#### TASK MATERIAL
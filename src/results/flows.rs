//! Flow plot of one time-series workbook over a selected period.

use std::fmt;
use std::fs;
use std::ops::RangeInclusive;
use std::path::{Path, PathBuf};

use chrono::{Datelike, NaiveDateTime};
use tracing::{error, info, warn};

use crate::config::SweepConfig;
use crate::error::{Result, SweepError};
use crate::io::workbook::FlowSeries;

use super::plot;

/// Valid weekday numbers, Monday = 0.
pub const WEEKDAYS: RangeInclusive<u32> = 0..=6;

/// Period of a year to plot.
#[derive(Debug, Clone, Copy, PartialEq, Eq)]
pub enum FlowPeriod {
    Year,
    Month(u32),
    /// ISO calendar week.
    Week(u32),
    /// One day of an ISO calendar week.
    Day { calendar_week: u32, weekday: u32 },
}

impl FlowPeriod {
    /// File-name tag, e.g. `month_3` or `day_12_4`.
    pub fn tag(&self) -> String {
        match self {
            FlowPeriod::Year => "year".to_string(),
            FlowPeriod::Month(m) => format!("month_{m}"),
            FlowPeriod::Week(w) => format!("calendar_week_{w}"),
            FlowPeriod::Day {
                calendar_week,
                weekday,
            } => format!("day_{calendar_week}_{weekday}"),
        }
    }

    pub fn contains(&self, ts: &NaiveDateTime) -> bool {
        match *self {
            FlowPeriod::Year => true,
            FlowPeriod::Month(m) => ts.month() == m,
            FlowPeriod::Week(w) => ts.iso_week().week() == w,
            FlowPeriod::Day {
                calendar_week,
                weekday,
            } => {
                ts.iso_week().week() == calendar_week
                    && ts.weekday().num_days_from_monday() == weekday
            }
        }
    }
}

impl fmt::Display for FlowPeriod {
    fn fmt(&self, f: &mut fmt::Formatter<'_>) -> fmt::Result {
        f.write_str(&self.tag())
    }
}

/// Requested period; resolved by precedence day > week > month > year.
#[derive(Debug, Clone, Copy, Default, PartialEq, Eq)]
pub struct FlowFilter {
    pub month: Option<u32>,
    pub calendar_week: Option<u32>,
    pub weekday: Option<u32>,
}

impl FlowFilter {
    /// Picks exactly one period.
    ///
    /// Conflicting or invalid selections are logged and the offending part
    /// dropped: a month next to a calendar week is ignored, as is a weekday
    /// outside [`WEEKDAYS`] or a weekday without a calendar week.
    pub fn resolve(&self) -> FlowPeriod {
        let weekday = match self.weekday {
            Some(d) if !WEEKDAYS.contains(&d) => {
                error!(weekday = d, "weekday must be in 0..=6 (Monday = 0), ignoring it");
                None
            }
            d => d,
        };

        if let (Some(month), Some(week)) = (self.month, self.calendar_week) {
            warn!(
                month,
                calendar_week = week,
                "month and calendar week both given, plotting the calendar week"
            );
        }

        match (self.calendar_week, weekday) {
            (Some(calendar_week), Some(weekday)) => FlowPeriod::Day {
                calendar_week,
                weekday,
            },
            (Some(w), None) => FlowPeriod::Week(w),
            (None, d) => {
                if let Some(d) = d {
                    error!(weekday = d, "weekday needs a calendar week, ignoring it");
                }
                self.month.map_or(FlowPeriod::Year, FlowPeriod::Month)
            }
        }
    }
}

/// Source workbook, destination and period of a flow plot.
#[derive(Debug, Clone, PartialEq)]
pub struct FlowPlotOptions {
    pub timeseries_dir: PathBuf,
    pub timeseries_name: String,
    pub output_dir: PathBuf,
    pub filter: FlowFilter,
}

impl FlowPlotOptions {
    /// The workbook directory falls back to the output directory, which in
    /// turn is the configured simulation output directory.
    pub fn from_config(config: &SweepConfig) -> Self {
        let output_dir = config.paths.mvs_output_directory.clone();
        let flows = &config.flows;
        Self {
            timeseries_dir: flows
                .timeseries_directory
                .clone()
                .unwrap_or_else(|| output_dir.clone()),
            timeseries_name: flows.timeseries_name.clone(),
            output_dir,
            filter: FlowFilter {
                month: flows.month,
                calendar_week: flows.calendar_week,
                weekday: flows.weekday,
            },
        }
    }

    pub fn timeseries_path(&self) -> PathBuf {
        self.timeseries_dir.join(&self.timeseries_name)
    }

    /// `plot_<workbook stem>_<period tag>.png` in the output directory.
    pub fn plot_path(&self, period: FlowPeriod) -> PathBuf {
        let stem = Path::new(&self.timeseries_name)
            .file_stem()
            .map(|s| s.to_string_lossy().into_owned())
            .unwrap_or_else(|| self.timeseries_name.clone());
        self.output_dir
            .join(format!("plot_{stem}_{}.png", period.tag()))
    }
}

/// Loads the electricity bus flows and keeps the rows of the selected period.
///
/// # Errors
///
/// Returns an error if the workbook cannot be read.
pub fn select_flows(options: &FlowPlotOptions) -> Result<(FlowSeries, FlowPeriod)> {
    let mut series = FlowSeries::open(&options.timeseries_path())?;
    let period = options.filter.resolve();
    series.retain(|ts| period.contains(ts));
    if series.is_empty() {
        warn!(period = %period, "no time steps fall into the selected period");
    }
    Ok((series, period))
}

/// Plots every flow of the selected period and returns the image path.
///
/// # Errors
///
/// Returns an error if the workbook cannot be read, the output directory
/// cannot be created, or rendering fails.
pub fn plot_all_flows(options: &FlowPlotOptions) -> Result<PathBuf> {
    let (series, period) = select_flows(options)?;
    fs::create_dir_all(&options.output_dir).map_err(SweepError::io(&options.output_dir))?;

    let path = options.plot_path(period);
    plot::render_flows(&path, &series)?;
    info!(file = %path.display(), steps = series.len(), "wrote flow plot");
    Ok(path)
}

#### EXERCISE REQUIREMENTS
Stopping at the line containing "pub const WEEKDAYS: RangeInclusive<u32>", please repeat exactly every line from the very start of the entries, that line included, and nothing more.

#### ANSWER BOX
filename src/results/flows.rs
//! Flow plot of one time-series workbook over a selected period.

use std::fmt;
use std::fs;
use std::ops::RangeInclusive;
use std::path::{Path, PathBuf};

use chrono::{Datelike, NaiveDateTime};
use tracing::{error, info, warn};

use crate::config::SweepConfig;
use crate::error::{Result, SweepError};
use crate::io::workbook::FlowSeries;

use super::plot;

/// Valid weekday numbers, Monday = 0.
pub const WEEKDAYS: RangeInclusive<u32> = 0..=6;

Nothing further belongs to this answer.